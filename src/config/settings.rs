use crate::utils::error::{BadgeError, Result};
use crate::utils::validation::{
    validate_non_empty_string, validate_positive_number, validate_resolved, validate_url,
    Validate,
};
use regex::Regex;
use serde::{Deserialize, Serialize};
use std::path::{Path, PathBuf};
use std::time::Duration;

#[derive(Debug, Clone, Serialize, Deserialize)]
pub struct Settings {
    pub server: ServerSettings,
    #[serde(default)]
    pub storage: StorageSettings,
}

#[derive(Debug, Clone, Serialize, Deserialize)]
pub struct ServerSettings {
    pub base_url: String,
    pub api_key: String,
    #[serde(default = "default_request_timeout")]
    pub request_timeout_seconds: u64,
}

#[derive(Debug, Clone, Default, Serialize, Deserialize)]
pub struct StorageSettings {
    pub location_file: Option<PathBuf>,
}

fn default_request_timeout() -> u64 {
    10
}

impl Settings {
    pub fn new(base_url: &str, api_key: &str) -> Self {
        Self {
            server: ServerSettings {
                base_url: base_url.to_string(),
                api_key: api_key.to_string(),
                request_timeout_seconds: default_request_timeout(),
            },
            storage: StorageSettings::default(),
        }
    }

    /// Loads settings from a TOML file.
    pub fn from_file<P: AsRef<Path>>(path: P) -> Result<Self> {
        let content = std::fs::read_to_string(&path)?;
        Self::from_toml_str(&content)
    }

    pub fn from_toml_str(content: &str) -> Result<Self> {
        let processed = Self::substitute_env_vars(content)?;
        Ok(toml::from_str(&processed)?)
    }

    /// Replaces `${VAR}` with the environment value; unknown variables stay as written.
    fn substitute_env_vars(content: &str) -> Result<String> {
        let re = Regex::new(r"\$\{([^}]+)\}").map_err(|e| BadgeError::Config {
            message: format!("Bad substitution pattern: {}", e),
        })?;

        let result = re.replace_all(content, |caps: &regex::Captures| {
            let var_name = &caps[1];
            std::env::var(var_name).unwrap_or_else(|_| format!("${{{}}}", var_name))
        });

        Ok(result.to_string())
    }

    pub fn request_timeout(&self) -> Duration {
        Duration::from_secs(self.server.request_timeout_seconds)
    }
}

impl Validate for Settings {
    fn validate(&self) -> Result<()> {
        validate_url("server.base_url", &self.server.base_url)?;
        validate_non_empty_string("server.api_key", &self.server.api_key)?;
        validate_resolved("server.api_key", &self.server.api_key)?;
        validate_positive_number(
            "server.request_timeout_seconds",
            self.server.request_timeout_seconds,
            1,
        )?;
        Ok(())
    }
}
use serde::{Deserialize, Serialize};
use std::collections::BTreeMap;
use std::fmt;

/// Card identifier read from the reader: 8 lowercase hex characters.
#[derive(Debug, Clone, PartialEq, Eq, Hash, Serialize, Deserialize)]
#[serde(transparent)]
pub struct CardIdentifier(String);

impl CardIdentifier {
    pub fn from_bytes(bytes: [u8; 4]) -> Self {
        Self(hex::encode(bytes))
    }

    pub fn as_str(&self) -> &str {
        &self.0
    }
}

impl fmt::Display for CardIdentifier {
    fn fmt(&self, f: &mut fmt::Formatter<'_>) -> fmt::Result {
        f.write_str(&self.0)
    }
}

/// Result of decoding one response from the reader.
#[derive(Debug, Clone, PartialEq, Eq)]
pub enum ReadOutcome {
    NoData,
    InvalidFrame,
    Valid(CardIdentifier),
}

/// Body of `POST /api/registration/add`.
#[derive(Debug, Clone, PartialEq, Eq, Serialize, Deserialize)]
pub struct RegistrationReport {
    pub location_key: String,
    pub badge_code: CardIdentifier,
    pub timestamp: String,
}

impl RegistrationReport {
    /// Builds a report stamped with the local time, second precision.
    pub fn now(location_key: &str, badge_code: CardIdentifier) -> Self {
        Self {
            location_key: location_key.to_string(),
            badge_code,
            timestamp: chrono::Local::now()
                .format("%Y-%m-%dT%H:%M:%S")
                .to_string(),
        }
    }
}

#[derive(Debug, Clone, PartialEq, Eq)]
pub enum RegistrationOutcome {
    Accepted,
    Rejected,
    TransportError(String),
}

impl RegistrationOutcome {
    pub fn feedback(&self) -> FeedbackKind {
        match self {
            RegistrationOutcome::Accepted => FeedbackKind::Accepted,
            _ => FeedbackKind::Rejected,
        }
    }
}

/// Audible feedback requested from the presentation layer.
#[derive(Debug, Clone, Copy, PartialEq, Eq)]
pub enum FeedbackKind {
    Accepted,
    Rejected,
}

impl FeedbackKind {
    pub const FREQUENCY_HZ: u32 = 1500;

    pub fn duration_ms(self) -> u64 {
        match self {
            FeedbackKind::Accepted => 200,
            FeedbackKind::Rejected => 800,
        }
    }
}

/// Location tag -> human-readable location name, as offered by the badge server.
#[derive(Debug, Clone, Default, PartialEq, Eq)]
pub struct LocationDirectory {
    entries: BTreeMap<String, String>,
}

impl LocationDirectory {
    pub fn new(entries: BTreeMap<String, String>) -> Self {
        Self { entries }
    }

    /// The server answers with `name -> tag`; the directory is keyed by tag.
    pub fn from_name_to_tag(names: BTreeMap<String, String>) -> Self {
        Self {
            entries: names.into_iter().map(|(name, tag)| (tag, name)).collect(),
        }
    }

    /// Tags in lexicographic order.
    pub fn tags(&self) -> Vec<&str> {
        self.entries.keys().map(String::as_str).collect()
    }

    pub fn name(&self, tag: &str) -> Option<&str> {
        self.entries.get(tag).map(String::as_str)
    }

    pub fn contains(&self, tag: &str) -> bool {
        self.entries.contains_key(tag)
    }

    pub fn is_empty(&self) -> bool {
        self.entries.is_empty()
    }

    pub fn len(&self) -> usize {
        self.entries.len()
    }
}

#[derive(Debug, Clone, Default, PartialEq, Eq)]
pub struct SessionConfig {
    pub selected_port: Option<String>,
    pub selected_location_tag: Option<String>,
}

#[derive(Debug, Clone, PartialEq, Eq)]
pub enum OperatorAction {
    SelectPort(String),
    SelectLocation(String),
    Start,
    Stop,
}

#[cfg(test)]
mod tests {
    use super::*;

    #[test]
    fn test_card_identifier_is_lowercase_hex() {
        let id = CardIdentifier::from_bytes([0x1A, 0x2B, 0x03, 0xFF]);
        assert_eq!(id.as_str(), "1a2b03ff");
    }

    #[test]
    fn test_report_timestamp_has_second_precision() {
        let report = RegistrationReport::now("Hall", CardIdentifier::from_bytes([0; 4]));
        assert_eq!(report.timestamp.len(), 19);
        assert_eq!(&report.timestamp[10..11], "T");
        assert!(!report.timestamp.contains('.'));
    }

    #[test]
    fn test_report_serializes_with_wire_field_names() {
        let report = RegistrationReport {
            location_key: "Hall".to_string(),
            badge_code: CardIdentifier::from_bytes([0x1a, 0x2b, 0x3c, 0x4d]),
            timestamp: "2026-10-19T08:30:00".to_string(),
        };
        let json = serde_json::to_value(&report).unwrap();
        assert_eq!(
            json,
            serde_json::json!({
                "location_key": "Hall",
                "badge_code": "1a2b3c4d",
                "timestamp": "2026-10-19T08:30:00"
            })
        );
    }

    #[test]
    fn test_directory_is_keyed_by_tag() {
        let mut names = BTreeMap::new();
        names.insert("Main hall".to_string(), "MH".to_string());
        names.insert("Annex".to_string(), "AX".to_string());
        let directory = LocationDirectory::from_name_to_tag(names);

        assert_eq!(directory.tags(), vec!["AX", "MH"]);
        assert_eq!(directory.name("MH"), Some("Main hall"));
        assert!(!directory.contains("Main hall"));
    }

    #[test]
    fn test_only_accepted_gets_success_tone() {
        assert_eq!(RegistrationOutcome::Accepted.feedback(), FeedbackKind::Accepted);
        assert_eq!(RegistrationOutcome::Rejected.feedback(), FeedbackKind::Rejected);
        assert_eq!(
            RegistrationOutcome::TransportError("timeout".to_string()).feedback(),
            FeedbackKind::Rejected
        );
        assert_eq!(FeedbackKind::Accepted.duration_ms(), 200);
        assert_eq!(FeedbackKind::Rejected.duration_ms(), 800);
    }
}
//! Top-level subcommand orchestration.
pub mod check;
pub mod completions;
pub mod install;
pub mod version;

use anyhow::{Context as _, Result};

use crate::cli::GlobalOpts;
use crate::config::Config;
use crate::config::validation::ValidationWarning;
use crate::logging::Log;

/// Load the configuration named on the command line.
///
/// # Errors
///
/// Returns an error if the file is missing, unreadable or invalid.
pub fn load_config(global: &GlobalOpts, log: &dyn Log) -> Result<Config> {
    log.debug(&format!("loading {}", global.config.display()));
    let config = Config::load(&global.config).context("loading configuration")?;
    log.debug(&format!(
        "{} directories, {} packages, {} apps",
        config.dirs.len(),
        config.packages.len(),
        config.apps.len()
    ));
    Ok(config)
}

/// Log every configuration warning.
pub fn report_warnings(warnings: &[ValidationWarning], log: &dyn Log) {
    if !warnings.is_empty() {
        log.warn(&format!(
            "found {} configuration warning(s):",
            warnings.len()
        ));
        for warning in warnings {
            log.warn(&format!("  {warning}"));
        }
    }
}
──────────
Task description: State the count of lines in the preceding listing that include the string "content". No other words belong in the answer.

Task result: 6